* [Given data]
================
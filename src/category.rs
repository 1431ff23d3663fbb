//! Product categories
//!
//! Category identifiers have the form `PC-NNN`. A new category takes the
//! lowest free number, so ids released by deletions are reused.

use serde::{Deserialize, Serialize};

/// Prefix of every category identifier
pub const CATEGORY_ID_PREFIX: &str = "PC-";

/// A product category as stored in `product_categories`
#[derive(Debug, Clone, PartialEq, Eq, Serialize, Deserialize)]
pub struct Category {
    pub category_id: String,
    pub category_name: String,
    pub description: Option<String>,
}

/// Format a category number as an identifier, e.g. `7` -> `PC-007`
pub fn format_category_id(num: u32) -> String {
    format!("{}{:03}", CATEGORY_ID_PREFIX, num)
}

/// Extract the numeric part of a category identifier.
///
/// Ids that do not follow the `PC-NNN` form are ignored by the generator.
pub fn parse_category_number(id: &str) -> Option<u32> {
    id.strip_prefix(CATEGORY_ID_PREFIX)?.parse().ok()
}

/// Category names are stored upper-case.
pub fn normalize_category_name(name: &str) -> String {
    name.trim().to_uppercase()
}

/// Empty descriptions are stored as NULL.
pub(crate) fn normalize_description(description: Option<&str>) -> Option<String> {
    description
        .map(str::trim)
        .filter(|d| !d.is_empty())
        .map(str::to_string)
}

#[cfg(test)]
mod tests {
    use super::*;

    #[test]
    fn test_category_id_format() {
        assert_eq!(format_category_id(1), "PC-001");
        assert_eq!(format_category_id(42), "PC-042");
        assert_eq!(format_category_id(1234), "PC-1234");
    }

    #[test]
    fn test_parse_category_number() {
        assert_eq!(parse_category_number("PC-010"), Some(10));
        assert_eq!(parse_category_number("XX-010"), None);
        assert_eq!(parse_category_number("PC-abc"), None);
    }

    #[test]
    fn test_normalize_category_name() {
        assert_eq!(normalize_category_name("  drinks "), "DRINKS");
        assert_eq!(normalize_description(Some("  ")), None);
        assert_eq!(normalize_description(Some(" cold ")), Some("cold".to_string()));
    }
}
================
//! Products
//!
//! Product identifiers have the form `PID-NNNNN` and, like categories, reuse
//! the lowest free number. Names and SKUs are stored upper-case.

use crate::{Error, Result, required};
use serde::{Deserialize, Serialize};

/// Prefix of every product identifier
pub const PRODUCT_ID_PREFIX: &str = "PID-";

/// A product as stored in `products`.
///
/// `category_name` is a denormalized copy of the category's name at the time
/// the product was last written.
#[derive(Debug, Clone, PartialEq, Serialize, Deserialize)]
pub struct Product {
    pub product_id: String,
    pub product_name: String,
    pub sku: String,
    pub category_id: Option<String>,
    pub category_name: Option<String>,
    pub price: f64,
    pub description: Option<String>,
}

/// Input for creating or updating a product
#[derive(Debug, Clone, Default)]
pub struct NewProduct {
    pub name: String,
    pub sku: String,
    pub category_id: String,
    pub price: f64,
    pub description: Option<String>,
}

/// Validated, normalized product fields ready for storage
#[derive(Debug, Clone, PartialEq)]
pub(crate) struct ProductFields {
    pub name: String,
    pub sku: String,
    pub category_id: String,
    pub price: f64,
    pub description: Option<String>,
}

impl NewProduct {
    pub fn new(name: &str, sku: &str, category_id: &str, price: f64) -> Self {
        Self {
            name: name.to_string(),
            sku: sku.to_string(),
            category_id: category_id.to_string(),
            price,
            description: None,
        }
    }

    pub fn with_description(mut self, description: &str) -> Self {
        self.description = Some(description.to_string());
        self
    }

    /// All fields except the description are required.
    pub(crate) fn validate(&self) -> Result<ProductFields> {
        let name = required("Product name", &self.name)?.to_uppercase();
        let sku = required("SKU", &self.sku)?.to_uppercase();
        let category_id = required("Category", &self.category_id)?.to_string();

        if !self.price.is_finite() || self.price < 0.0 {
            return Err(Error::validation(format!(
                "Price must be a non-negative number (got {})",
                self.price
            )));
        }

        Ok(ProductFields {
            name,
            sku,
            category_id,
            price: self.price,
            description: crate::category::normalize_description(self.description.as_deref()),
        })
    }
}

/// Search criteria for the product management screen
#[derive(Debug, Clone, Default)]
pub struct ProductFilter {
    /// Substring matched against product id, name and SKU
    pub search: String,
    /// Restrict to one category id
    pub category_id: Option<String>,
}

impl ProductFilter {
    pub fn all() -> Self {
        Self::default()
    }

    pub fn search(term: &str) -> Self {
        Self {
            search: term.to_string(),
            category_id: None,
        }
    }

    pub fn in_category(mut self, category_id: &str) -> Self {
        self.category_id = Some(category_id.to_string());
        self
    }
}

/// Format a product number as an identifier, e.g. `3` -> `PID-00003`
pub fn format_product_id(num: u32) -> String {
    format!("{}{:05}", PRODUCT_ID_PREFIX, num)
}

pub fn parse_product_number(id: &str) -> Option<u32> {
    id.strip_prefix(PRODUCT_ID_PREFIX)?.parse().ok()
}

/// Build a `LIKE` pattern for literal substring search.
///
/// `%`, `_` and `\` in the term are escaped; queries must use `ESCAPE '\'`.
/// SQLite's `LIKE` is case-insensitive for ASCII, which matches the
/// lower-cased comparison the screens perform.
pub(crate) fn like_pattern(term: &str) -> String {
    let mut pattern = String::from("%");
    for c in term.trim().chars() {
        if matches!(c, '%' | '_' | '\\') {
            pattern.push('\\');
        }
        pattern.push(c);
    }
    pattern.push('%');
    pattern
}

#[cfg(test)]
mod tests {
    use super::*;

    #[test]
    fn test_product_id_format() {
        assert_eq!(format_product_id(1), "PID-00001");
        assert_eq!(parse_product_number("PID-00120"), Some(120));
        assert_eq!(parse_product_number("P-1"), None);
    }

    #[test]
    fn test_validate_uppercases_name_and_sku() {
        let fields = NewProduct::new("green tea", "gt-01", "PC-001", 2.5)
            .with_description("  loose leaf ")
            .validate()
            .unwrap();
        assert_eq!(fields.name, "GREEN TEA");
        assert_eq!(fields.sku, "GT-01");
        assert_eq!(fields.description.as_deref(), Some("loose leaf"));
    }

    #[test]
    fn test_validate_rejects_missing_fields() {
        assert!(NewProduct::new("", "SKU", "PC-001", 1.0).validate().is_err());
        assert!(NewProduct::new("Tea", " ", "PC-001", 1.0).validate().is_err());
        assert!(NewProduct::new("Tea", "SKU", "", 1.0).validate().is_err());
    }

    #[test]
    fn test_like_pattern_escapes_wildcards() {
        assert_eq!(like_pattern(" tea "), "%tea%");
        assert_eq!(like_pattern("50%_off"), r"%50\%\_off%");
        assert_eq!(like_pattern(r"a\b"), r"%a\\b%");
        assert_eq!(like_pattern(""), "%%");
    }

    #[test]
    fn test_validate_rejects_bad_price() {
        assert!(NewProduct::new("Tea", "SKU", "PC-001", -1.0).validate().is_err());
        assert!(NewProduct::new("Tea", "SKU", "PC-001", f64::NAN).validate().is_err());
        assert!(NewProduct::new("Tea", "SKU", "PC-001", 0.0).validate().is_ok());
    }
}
================
* [Exercise] Write out exactly the lines above from the line with "name and SKU" through the line with "self.category_id = Some(category_id.to_string());", both of them included, and leave out all other lines.

* [Task solution]
    /// Substring matched against product id, name and SKU
    pub search: String,
    /// Restrict to one category id
    pub category_id: Option<String>,
}

impl ProductFilter {
    pub fn all() -> Self {
        Self::default()
    }

    pub fn search(term: &str) -> Self {
        Self {
            search: term.to_string(),
            category_id: None,
        }
    }

    pub fn in_category(mut self, category_id: &str) -> Self {
        self.category_id = Some(category_id.to_string());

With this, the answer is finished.